Date of Report (Date of earliest event reported): April 25, 2014

KITARA MEDIA CORP.
(Exact Name of Registrant as Specified in Charter)

Delaware
 
000-51840
 
20-3881465
(State or Other Jurisdiction
 
(Commission
 
(IRS Employer
of Incorporation)
 
File Number)
 
Identification No.)

525 Washington Blvd
   
Suite 2620
   
Jersey City, New Jersey
 
07310
(Address of Principal Executive Offices)
 
(Zip Code)

(201) 539-2200
(Registrant’s Telephone Number, Including Area Code)

N/A
(Former Name or Former Address, if Changed Since Last Report)

Check the appropriate box below if the Form 8-K filing is intended to simultaneously satisfy the filing obligation of the registrant under any of the following provisions (see General Instruction A.2. below):

o Written communications pursuant to Rule 425 under the Securities Act (17 CFR 230.425)
o Soliciting material pursuant to Rule 14a-12 under the Exchange Act (17 CFR 240.14a-12)
o Pre-commencement communications pursuant to Rule 14d-2(b) under the Exchange Act (17 CFR 240.14d-2(b))
o Pre-commencement communications pursuant to Rule 13e-4(c) under the Exchange Act (17 CFR 240.13e 4(c))
 


 
 

 
 
Item 1.01.   Entry into a Material Definitive Agreement.

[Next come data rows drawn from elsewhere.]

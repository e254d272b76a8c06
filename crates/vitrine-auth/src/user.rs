//! User types.

use serde::{Deserialize, Serialize};
use vitrine_commerce::ids::UserId;

/// User role for authorization.
#[derive(Debug, Clone, Copy, PartialEq, Eq, Hash, Serialize, Deserialize, Default)]
#[serde(rename_all = "snake_case")]
pub enum Role {
    /// Regular customer.
    #[default]
    Customer,
    /// Store administrator.
    Admin,
    /// Any role this client does not know about.
    #[serde(other)]
    Other,
}

impl Role {
    /// Get role as string.
    pub fn as_str(&self) -> &'static str {
        match self {
            Role::Customer => "customer",
            Role::Admin => "admin",
            Role::Other => "other",
        }
    }

    /// Check if this role grants admin access.
    pub fn is_admin(&self) -> bool {
        matches!(self, Role::Admin)
    }
}

/// The current user, as the profile endpoint returns it.
#[derive(Debug, Clone, Serialize, Deserialize, PartialEq)]
pub struct User {
    #[serde(alias = "_id")]
    pub id: UserId,
    pub first_name: String,
    pub last_name: String,
    #[serde(default)]
    pub role: Role,
    #[serde(default)]
    pub email: Option<String>,
    #[serde(default)]
    pub phone_number: Option<String>,
    #[serde(default)]
    pub is_active: Option<bool>,
}

impl User {
    /// Full display name.
    pub fn full_name(&self) -> String {
        format!("{} {}", self.first_name, self.last_name)
    }

    /// Check if this user is an administrator.
    pub fn is_admin(&self) -> bool {
        self.role.is_admin()
    }
}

On April 25, 2014, Kitara Media Corp. (the “Company”) entered into a Securities Purchase Agreement (“Purchase Agreement”) providing for the sale on a private placement basis (the “Offering”) of shares of the Company’s common stock at $0.55 per share and the issuance of warrants to purchase 50% of the total number of shares purchased by the investors in the Offering. Pursuant to the Purchase Agreement, the Company sold a total of $7,000,000 of its shares of common stock (or an aggregate of 12,727,272 shares) in the Offering to several accredited investors (the “Investors”), including Ironbound Partners Fund, LLC (“Ironbound”), an affiliate of Jonathan J. Ledecky, the non-executive chairman of the Company’s board of directors, and Robert Regular, the Company’s chief executive officer. In connection with the sale of such shares of common stock, the Company also issued warrants to purchase an aggregate of 6,363,636 shares of the Company’s common stock.  The warrants are exercisable at a price of $0.825 per share and expire on April 30, 2019.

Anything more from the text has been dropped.